------ Records for the exercise
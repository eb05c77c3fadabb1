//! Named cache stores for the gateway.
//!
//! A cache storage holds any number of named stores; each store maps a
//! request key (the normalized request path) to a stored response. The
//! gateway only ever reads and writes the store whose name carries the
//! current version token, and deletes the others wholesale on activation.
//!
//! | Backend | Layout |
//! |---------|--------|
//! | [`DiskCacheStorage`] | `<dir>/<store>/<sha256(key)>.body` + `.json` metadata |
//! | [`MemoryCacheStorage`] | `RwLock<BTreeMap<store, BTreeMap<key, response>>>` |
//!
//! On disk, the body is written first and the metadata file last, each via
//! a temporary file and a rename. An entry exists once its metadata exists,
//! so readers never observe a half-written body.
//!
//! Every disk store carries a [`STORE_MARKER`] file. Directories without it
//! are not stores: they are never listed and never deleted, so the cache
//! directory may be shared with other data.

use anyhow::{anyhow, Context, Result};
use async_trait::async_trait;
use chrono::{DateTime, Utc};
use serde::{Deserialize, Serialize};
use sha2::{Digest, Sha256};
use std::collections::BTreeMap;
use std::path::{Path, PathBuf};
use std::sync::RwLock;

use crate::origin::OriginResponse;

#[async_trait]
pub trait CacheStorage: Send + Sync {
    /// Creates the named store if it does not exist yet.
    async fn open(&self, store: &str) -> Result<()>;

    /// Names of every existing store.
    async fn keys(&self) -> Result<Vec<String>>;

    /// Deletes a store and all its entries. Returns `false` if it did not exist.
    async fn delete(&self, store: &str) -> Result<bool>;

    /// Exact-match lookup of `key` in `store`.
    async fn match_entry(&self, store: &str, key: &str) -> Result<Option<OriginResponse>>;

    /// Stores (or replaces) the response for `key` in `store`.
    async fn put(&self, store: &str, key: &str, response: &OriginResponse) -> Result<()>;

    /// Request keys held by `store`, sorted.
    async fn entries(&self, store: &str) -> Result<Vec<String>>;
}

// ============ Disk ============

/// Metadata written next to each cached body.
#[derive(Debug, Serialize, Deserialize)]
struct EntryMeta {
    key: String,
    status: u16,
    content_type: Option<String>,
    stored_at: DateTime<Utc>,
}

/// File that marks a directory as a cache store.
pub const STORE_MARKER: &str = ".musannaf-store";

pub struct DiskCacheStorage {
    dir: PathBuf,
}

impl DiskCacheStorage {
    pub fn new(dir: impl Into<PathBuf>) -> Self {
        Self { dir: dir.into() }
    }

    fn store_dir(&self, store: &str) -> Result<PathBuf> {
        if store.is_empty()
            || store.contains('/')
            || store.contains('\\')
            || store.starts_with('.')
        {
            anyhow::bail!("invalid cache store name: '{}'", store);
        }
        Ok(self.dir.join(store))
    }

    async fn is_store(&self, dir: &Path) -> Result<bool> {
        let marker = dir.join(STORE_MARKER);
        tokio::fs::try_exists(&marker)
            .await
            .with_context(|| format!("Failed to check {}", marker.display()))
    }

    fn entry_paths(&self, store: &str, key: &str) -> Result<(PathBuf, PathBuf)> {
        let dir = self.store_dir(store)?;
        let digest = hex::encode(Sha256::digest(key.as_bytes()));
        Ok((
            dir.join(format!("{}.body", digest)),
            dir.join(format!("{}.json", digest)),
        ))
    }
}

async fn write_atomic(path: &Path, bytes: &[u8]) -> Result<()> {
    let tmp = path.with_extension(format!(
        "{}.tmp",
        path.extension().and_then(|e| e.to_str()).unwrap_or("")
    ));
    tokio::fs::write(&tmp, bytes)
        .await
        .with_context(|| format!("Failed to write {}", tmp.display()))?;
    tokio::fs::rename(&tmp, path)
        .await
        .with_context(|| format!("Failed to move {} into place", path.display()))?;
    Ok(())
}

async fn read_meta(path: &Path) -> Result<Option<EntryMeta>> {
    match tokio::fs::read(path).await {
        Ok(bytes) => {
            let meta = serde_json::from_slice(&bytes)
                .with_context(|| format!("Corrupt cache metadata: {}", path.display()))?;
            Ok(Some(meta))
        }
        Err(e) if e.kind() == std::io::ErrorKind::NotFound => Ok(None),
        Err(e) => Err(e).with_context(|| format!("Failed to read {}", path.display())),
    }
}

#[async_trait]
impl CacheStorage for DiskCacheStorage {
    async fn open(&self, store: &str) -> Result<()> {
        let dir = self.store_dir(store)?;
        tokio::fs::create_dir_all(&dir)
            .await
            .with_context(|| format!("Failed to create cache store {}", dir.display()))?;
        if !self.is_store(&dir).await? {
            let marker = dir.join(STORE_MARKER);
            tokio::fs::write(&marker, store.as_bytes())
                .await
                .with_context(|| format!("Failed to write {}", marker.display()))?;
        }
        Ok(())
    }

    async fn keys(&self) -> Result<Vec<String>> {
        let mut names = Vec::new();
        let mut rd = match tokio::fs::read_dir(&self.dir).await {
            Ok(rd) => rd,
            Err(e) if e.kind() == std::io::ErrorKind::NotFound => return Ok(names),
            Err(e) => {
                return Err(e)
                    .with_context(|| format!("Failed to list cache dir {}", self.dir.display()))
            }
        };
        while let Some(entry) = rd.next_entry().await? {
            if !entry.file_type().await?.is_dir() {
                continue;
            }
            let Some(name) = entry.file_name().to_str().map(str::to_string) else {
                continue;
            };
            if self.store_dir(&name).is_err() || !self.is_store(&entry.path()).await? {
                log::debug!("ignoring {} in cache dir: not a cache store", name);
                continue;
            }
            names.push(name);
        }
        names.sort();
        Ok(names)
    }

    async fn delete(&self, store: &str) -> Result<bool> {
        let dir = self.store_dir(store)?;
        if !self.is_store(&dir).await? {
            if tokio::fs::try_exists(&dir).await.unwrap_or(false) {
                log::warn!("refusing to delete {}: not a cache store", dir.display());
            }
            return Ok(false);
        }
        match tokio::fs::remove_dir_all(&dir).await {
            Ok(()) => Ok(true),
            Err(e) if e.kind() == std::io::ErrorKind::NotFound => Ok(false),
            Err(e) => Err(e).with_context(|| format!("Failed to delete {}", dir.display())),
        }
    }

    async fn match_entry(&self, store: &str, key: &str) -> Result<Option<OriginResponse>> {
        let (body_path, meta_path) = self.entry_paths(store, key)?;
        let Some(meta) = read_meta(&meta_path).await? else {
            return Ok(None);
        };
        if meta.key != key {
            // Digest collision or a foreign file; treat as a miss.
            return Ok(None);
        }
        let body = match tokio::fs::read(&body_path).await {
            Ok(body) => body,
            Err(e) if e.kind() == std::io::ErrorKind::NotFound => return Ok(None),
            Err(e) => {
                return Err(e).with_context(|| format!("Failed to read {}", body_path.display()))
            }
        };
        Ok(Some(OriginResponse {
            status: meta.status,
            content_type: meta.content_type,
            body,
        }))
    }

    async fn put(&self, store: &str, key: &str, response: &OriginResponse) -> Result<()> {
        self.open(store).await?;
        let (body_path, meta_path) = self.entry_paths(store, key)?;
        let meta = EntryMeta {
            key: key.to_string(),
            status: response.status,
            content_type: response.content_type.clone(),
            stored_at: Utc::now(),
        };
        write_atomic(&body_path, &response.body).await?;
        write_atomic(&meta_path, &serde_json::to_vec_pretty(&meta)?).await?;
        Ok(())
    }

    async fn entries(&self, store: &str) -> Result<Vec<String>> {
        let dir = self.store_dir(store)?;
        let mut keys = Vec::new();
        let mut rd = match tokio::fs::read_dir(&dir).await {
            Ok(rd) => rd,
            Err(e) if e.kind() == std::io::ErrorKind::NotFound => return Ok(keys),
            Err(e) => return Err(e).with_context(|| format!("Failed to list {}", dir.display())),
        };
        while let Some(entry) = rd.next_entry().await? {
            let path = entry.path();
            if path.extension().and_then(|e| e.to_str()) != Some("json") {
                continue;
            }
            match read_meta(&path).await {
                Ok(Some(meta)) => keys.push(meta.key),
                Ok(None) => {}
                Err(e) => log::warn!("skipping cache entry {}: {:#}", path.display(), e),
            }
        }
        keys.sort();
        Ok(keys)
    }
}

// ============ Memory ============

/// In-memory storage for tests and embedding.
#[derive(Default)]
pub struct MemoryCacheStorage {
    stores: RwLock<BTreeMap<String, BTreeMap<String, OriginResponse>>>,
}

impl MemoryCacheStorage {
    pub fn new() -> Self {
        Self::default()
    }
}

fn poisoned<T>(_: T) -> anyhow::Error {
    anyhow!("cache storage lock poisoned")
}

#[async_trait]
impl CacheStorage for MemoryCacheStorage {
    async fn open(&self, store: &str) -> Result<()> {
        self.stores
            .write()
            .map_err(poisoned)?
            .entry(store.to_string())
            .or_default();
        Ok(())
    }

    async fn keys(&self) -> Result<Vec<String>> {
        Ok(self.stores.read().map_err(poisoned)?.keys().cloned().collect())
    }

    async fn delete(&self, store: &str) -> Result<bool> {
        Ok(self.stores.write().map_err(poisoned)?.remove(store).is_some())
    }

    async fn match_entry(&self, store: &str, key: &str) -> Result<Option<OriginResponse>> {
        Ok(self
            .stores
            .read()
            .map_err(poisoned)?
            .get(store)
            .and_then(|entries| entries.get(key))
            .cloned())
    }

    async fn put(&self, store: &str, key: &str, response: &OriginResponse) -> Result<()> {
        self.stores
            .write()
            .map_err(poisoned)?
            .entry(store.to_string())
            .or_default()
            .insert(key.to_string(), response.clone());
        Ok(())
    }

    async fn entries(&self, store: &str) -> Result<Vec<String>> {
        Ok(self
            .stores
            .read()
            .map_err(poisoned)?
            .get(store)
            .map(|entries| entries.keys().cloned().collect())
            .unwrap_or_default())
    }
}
------------
------ Records for the exercise
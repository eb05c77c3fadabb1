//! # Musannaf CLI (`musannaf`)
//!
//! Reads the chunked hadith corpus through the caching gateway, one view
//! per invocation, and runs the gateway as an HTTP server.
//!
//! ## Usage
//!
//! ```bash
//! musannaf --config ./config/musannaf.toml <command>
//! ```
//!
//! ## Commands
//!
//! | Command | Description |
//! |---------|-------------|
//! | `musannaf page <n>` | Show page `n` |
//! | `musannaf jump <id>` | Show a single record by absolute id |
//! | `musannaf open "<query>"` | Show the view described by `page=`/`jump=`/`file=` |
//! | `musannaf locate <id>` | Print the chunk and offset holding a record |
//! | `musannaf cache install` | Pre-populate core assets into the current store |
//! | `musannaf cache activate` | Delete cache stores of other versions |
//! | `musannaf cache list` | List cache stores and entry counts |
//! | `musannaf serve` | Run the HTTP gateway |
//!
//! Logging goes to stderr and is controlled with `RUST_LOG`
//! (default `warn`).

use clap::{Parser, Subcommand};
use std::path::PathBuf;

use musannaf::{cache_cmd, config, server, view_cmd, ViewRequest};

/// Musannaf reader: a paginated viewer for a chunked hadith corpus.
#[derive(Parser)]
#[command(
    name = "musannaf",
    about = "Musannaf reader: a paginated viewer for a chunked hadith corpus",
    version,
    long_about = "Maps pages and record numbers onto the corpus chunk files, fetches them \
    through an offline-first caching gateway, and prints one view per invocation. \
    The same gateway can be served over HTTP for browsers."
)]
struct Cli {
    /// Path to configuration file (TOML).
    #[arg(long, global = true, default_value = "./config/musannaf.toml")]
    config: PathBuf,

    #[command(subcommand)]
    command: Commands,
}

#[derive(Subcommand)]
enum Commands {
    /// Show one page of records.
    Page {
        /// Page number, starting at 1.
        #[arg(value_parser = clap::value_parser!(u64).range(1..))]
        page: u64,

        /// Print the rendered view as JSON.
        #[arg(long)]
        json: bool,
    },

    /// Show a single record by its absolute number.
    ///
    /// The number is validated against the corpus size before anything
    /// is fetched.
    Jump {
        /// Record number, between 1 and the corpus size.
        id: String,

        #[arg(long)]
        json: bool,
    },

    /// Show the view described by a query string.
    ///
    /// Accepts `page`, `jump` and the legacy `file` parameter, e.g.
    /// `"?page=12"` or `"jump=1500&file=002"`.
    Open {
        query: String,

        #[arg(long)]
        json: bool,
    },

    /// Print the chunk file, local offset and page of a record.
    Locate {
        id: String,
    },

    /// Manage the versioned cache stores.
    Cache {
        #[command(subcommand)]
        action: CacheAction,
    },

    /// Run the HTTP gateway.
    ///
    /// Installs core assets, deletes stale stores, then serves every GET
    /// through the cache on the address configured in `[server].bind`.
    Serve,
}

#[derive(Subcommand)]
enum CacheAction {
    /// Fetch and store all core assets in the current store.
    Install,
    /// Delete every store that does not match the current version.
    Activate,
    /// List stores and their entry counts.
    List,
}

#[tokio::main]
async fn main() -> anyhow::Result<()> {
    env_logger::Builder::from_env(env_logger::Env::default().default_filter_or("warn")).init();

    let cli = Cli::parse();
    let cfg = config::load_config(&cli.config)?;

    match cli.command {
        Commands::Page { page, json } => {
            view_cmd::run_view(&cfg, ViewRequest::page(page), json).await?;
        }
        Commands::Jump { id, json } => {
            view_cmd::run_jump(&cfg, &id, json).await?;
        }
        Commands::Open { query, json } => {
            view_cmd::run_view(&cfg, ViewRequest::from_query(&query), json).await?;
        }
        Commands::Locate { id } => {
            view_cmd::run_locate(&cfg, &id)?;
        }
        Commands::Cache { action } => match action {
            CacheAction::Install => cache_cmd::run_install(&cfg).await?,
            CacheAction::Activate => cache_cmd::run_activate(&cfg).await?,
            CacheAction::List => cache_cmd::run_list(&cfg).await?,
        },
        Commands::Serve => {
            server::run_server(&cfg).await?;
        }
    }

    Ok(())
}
------------
------ Records for the exercise
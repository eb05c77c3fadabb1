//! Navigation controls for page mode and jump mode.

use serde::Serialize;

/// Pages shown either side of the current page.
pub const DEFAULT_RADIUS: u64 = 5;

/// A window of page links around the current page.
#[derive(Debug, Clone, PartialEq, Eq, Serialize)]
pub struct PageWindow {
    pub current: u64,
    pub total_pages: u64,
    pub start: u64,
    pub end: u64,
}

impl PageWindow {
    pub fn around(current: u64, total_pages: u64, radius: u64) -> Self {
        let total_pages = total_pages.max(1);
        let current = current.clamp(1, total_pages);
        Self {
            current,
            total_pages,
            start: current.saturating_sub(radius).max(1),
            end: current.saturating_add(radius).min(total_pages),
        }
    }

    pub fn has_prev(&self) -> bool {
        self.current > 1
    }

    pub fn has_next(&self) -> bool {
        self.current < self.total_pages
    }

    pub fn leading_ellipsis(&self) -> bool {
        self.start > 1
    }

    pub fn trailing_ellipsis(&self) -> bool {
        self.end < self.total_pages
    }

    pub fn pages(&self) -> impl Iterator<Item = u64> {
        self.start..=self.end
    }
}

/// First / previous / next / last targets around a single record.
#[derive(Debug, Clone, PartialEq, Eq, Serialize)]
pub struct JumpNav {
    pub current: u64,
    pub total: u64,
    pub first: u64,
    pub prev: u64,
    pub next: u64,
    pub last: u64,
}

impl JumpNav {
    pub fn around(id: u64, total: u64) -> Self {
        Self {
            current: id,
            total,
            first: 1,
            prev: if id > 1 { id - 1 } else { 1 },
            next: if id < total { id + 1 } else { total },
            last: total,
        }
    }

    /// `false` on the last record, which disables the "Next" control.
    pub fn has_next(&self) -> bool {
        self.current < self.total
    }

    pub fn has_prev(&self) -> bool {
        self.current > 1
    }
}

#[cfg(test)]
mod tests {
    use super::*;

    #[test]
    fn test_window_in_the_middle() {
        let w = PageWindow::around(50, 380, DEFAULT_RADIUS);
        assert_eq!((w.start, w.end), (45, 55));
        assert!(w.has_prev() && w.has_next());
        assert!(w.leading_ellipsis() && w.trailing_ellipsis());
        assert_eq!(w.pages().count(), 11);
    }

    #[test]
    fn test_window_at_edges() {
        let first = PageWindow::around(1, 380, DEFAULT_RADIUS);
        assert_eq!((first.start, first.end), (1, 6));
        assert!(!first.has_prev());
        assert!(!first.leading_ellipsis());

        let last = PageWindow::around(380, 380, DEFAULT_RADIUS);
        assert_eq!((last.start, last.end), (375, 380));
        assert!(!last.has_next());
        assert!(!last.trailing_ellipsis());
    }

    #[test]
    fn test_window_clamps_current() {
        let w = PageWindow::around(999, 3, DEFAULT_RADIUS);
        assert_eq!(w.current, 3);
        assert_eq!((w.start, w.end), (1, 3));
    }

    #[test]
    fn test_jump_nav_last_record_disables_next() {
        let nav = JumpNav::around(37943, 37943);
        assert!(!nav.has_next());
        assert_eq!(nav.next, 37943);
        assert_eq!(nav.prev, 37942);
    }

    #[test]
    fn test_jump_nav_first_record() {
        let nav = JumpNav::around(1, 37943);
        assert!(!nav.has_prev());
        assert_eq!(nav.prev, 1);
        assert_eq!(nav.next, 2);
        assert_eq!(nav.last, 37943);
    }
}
------------
* Exercise prompt:
Select the lines from the entries that include the word "anyhow".

* Completed exercise:
use anyhow::{anyhow, Context, Result};
            anyhow::bail!("invalid cache store name: '{}'", store);
fn poisoned<T>(_: T) -> anyhow::Error {
    anyhow!("cache storage lock poisoned")
async fn main() -> anyhow::Result<()> {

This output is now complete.